La historia de Malta ha dejado tras de sí un rastro de más de 7.000 años. Citada ya en la Odisea como hogar de Calipso, las ruinas romanas, las catacumbas... Sus más de 300 iglesias con joyas artísticas entre las que figuran importantes obras de Caravaggio, pasando por el Gran Asedio Turco de 1565 al que los caballeros de la orden de San Juan lograron resistir; hasta llegar a nuestros días, plenos de vida y de interesantes propuestas gastronómicas fruto de su rica fusión histórica.Los mercados al aire libre se encuentran abiertos todos los días en la calle Merchants Street y los domingos se instala el gran mercado en Saint James’ Ditch, en las puertas de la ciudad. Los visitantes pueden observar cómo los legisladores malteses, coleccionistas, políticos y mercaderes caminan por la calle de la República y paran para esperar sus capuccinos en las terrazas de los cafés de la Plaza, bajo la mirada de la estatua de la Reina Victoria.
La cocina maltesa
La cocina maltesa, igual que la identidad de los habitantes de ese archipiélago con sus tres principales islas Malta, Gozo y Comino, está impregnada de los sabores de las diversas culturas que han influido en la isla a lo largo de toda su historia. Si bien todos los restaurantes sirven comida internacional, especialmente cocina italiana y francesa, vale la pena probar las especialidades maltesas.

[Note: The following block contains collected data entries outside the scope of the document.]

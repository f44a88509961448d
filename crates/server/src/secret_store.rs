//! Encrypted secret store for the closed set of upstream credentials.
//!
//! Values are AES-256-GCM encrypted ("iv:tag:ciphertext" in hex) and kept
//! in `{data_dir}/secrets.json`. The key comes from the
//! `SPIEGEL_ENCRYPTION_KEY` env var or is auto-generated into
//! `{data_dir}/.secret_key`. Secrets are read lazily each time they are
//! needed; nothing is cached in memory.

use std::path::{Path, PathBuf};

use aes_gcm::aead::{Aead, KeyInit, OsRng};
use aes_gcm::{Aes256Gcm, Nonce};
use rand::RngCore;
use serde::{Deserialize, Serialize};
use tracing::info;

use crate::store_util::write_atomic;

/// The closed set of supported secret keys.
pub const SECRET_KEYS: [&str; 5] = [
    "scm-token",
    "tracker-username",
    "tracker-pat",
    "qa-internal-key",
    "telemetry-key",
];

pub fn is_supported_key(key: &str) -> bool {
    SECRET_KEYS.contains(&key)
}

// ── Encryption helpers ────────────────────────────────────────

/// Encrypt a secret value using AES-256-GCM. Returns "iv:tag:ciphertext" in hex.
fn encrypt_value(key: &[u8; 32], plaintext: &str) -> anyhow::Result<String> {
    let cipher = Aes256Gcm::new_from_slice(key)
        .map_err(|e| anyhow::anyhow!("Failed to create cipher: {}", e))?;

    let mut iv_bytes = [0u8; 12];
    OsRng.fill_bytes(&mut iv_bytes);
    let nonce = Nonce::from_slice(&iv_bytes);

    let ciphertext = cipher
        .encrypt(nonce, plaintext.as_bytes())
        .map_err(|e| anyhow::anyhow!("Encryption failed: {}", e))?;

    // AES-GCM appends the 16-byte tag to the ciphertext.
    let tag_offset = ciphertext.len() - 16;
    let ct = &ciphertext[..tag_offset];
    let tag = &ciphertext[tag_offset..];

    Ok(format!(
        "{}:{}:{}",
        hex::encode(iv_bytes),
        hex::encode(tag),
        hex::encode(ct)
    ))
}

/// Decrypt a secret value from "iv:tag:ciphertext" hex format.
fn decrypt_value(key: &[u8; 32], encrypted: &str) -> anyhow::Result<String> {
    let parts: Vec<&str> = encrypted.splitn(3, ':').collect();
    if parts.len() != 3 {
        anyhow::bail!("Invalid encrypted value format (expected iv:tag:ciphertext)");
    }

    let iv_bytes = hex::decode(parts[0])?;
    let tag_bytes = hex::decode(parts[1])?;
    let ct_bytes = hex::decode(parts[2])?;

    if iv_bytes.len() != 12 {
        anyhow::bail!("Invalid IV length: expected 12, got {}", iv_bytes.len());
    }

    let cipher = Aes256Gcm::new_from_slice(key)
        .map_err(|e| anyhow::anyhow!("Failed to create cipher: {}", e))?;
    let nonce = Nonce::from_slice(&iv_bytes);

    let mut combined = ct_bytes;
    combined.extend_from_slice(&tag_bytes);

    let plaintext = cipher
        .decrypt(nonce, combined.as_ref())
        .map_err(|e| anyhow::anyhow!("Decryption failed: {}", e))?;

    Ok(String::from_utf8(plaintext)?)
}

/// Load encryption key from `SPIEGEL_ENCRYPTION_KEY` env var or
/// auto-generate in `{data_dir}/.secret_key`.
fn load_or_generate_key(data_dir: &Path) -> anyhow::Result<[u8; 32]> {
    if let Ok(env_key) = std::env::var("SPIEGEL_ENCRYPTION_KEY") {
        let key_bytes = hex::decode(env_key.trim())?;
        if key_bytes.len() != 32 {
            anyhow::bail!(
                "SPIEGEL_ENCRYPTION_KEY must be 64 hex characters (32 bytes), got {} bytes",
                key_bytes.len()
            );
        }
        let mut key = [0u8; 32];
        key.copy_from_slice(&key_bytes);
        info!("Using encryption key from SPIEGEL_ENCRYPTION_KEY env var");
        return Ok(key);
    }

    let key_path = data_dir.join(".secret_key");
    if key_path.exists() {
        let hex_key = std::fs::read_to_string(&key_path)?;
        let key_bytes = hex::decode(hex_key.trim())?;
        if key_bytes.len() != 32 {
            anyhow::bail!(
                "Invalid key file at {}: expected 32 bytes, got {}",
                key_path.display(),
                key_bytes.len()
            );
        }
        let mut key = [0u8; 32];
        key.copy_from_slice(&key_bytes);
        return Ok(key);
    }

    let mut key = [0u8; 32];
    OsRng.fill_bytes(&mut key);
    std::fs::create_dir_all(data_dir)?;
    std::fs::write(&key_path, hex::encode(key))?;
    info!("Generated new encryption key at {}", key_path.display());
    Ok(key)
}

// ── Store ─────────────────────────────────────────────────────

#[derive(Debug, Clone, Serialize, Deserialize)]
struct StoredSecret {
    key: String,
    /// Encrypted value ("iv:tag:ciphertext" hex).
    value: String,
    created_at: String,
    updated_at: String,
}

pub struct SecretStore {
    path: PathBuf,
    key: [u8; 32],
}

impl SecretStore {
    pub fn open(data_dir: &Path) -> anyhow::Result<Self> {
        Ok(Self {
            path: data_dir.join("secrets.json"),
            key: load_or_generate_key(data_dir)?,
        })
    }

    fn load_stored(&self) -> anyhow::Result<Vec<StoredSecret>> {
        if !self.path.exists() {
            return Ok(Vec::new());
        }
        let data = std::fs::read_to_string(&self.path)?;
        Ok(serde_json::from_str(&data)?)
    }

    fn save_stored(&self, records: &[StoredSecret]) -> anyhow::Result<()> {
        let data = serde_json::to_vec_pretty(records)?;
        write_atomic(&self.path, &data)
    }

    fn ensure_supported(key: &str) -> anyhow::Result<()> {
        if !is_supported_key(key) {
            anyhow::bail!("unsupported secret key: {}", key);
        }
        Ok(())
    }

    /// Decrypted value, or `None` when the secret is unset.
    pub fn get(&self, key: &str) -> anyhow::Result<Option<String>> {
        Self::ensure_supported(key)?;
        let stored = self.load_stored()?;
        match stored.iter().find(|s| s.key == key) {
            Some(s) => Ok(Some(decrypt_value(&self.key, &s.value)?)),
            None => Ok(None),
        }
    }

    pub fn has(&self, key: &str) -> anyhow::Result<bool> {
        Self::ensure_supported(key)?;
        Ok(self.load_stored()?.iter().any(|s| s.key == key))
    }

    pub fn set(&self, key: &str, value: &str) -> anyhow::Result<()> {
        Self::ensure_supported(key)?;
        let mut stored = self.load_stored()?;
        let now = chrono::Utc::now().to_rfc3339();
        let encrypted = encrypt_value(&self.key, value)?;

        match stored.iter_mut().find(|s| s.key == key) {
            Some(existing) => {
                existing.value = encrypted;
                existing.updated_at = now;
            }
            None => stored.push(StoredSecret {
                key: key.to_string(),
                value: encrypted,
                created_at: now.clone(),
                updated_at: now,
            }),
        }
        self.save_stored(&stored)?;
        info!("Stored secret '{}'", key);
        Ok(())
    }

    /// Remove a secret. Returns true if it existed.
    pub fn delete(&self, key: &str) -> anyhow::Result<bool> {
        Self::ensure_supported(key)?;
        let mut stored = self.load_stored()?;
        let len_before = stored.len();
        stored.retain(|s| s.key != key);
        if stored.len() == len_before {
            return Ok(false);
        }
        self.save_stored(&stored)?;
        info!("Deleted secret '{}'", key);
        Ok(true)
    }
}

Entre ellas el plato nacional, el guiso de conejo o stuffat tal-fenek, o bien el conejo con ajo al vino, con un sabor salvaje y novedoso para los paladares acostumbrados a la carne de ternera. La “sopa de las viudas” es otro plato típico y muy casero, hecho con huevos, vegetales, fideos y queso: ideal para el invierno. Como es de esperar en una isla, el pescado fresco es un clásico de la dieta diaria: el lampuki, una especie local de carne blanca y firme, con vegetales, es una buena elección.
Un toque italiano
La cercanía de Italia se percibe en la variedad de pizzas y en los platos de maccherone y spaghetti con diversas salsas. También es típico acompañar el café con los pastizzi. De origen turco, los pastizzi son masitas de hojaldre rellenas de ricota. Es posible comer buen marisco en varios restaurantes, especialmente, en la zona de La Valletta.
En general, los restaurantes proponen una amplia oferta culinaria que incluye platos malteses, pescado fresco y comida para satisfacer prácticamente todos los gustos y estilos.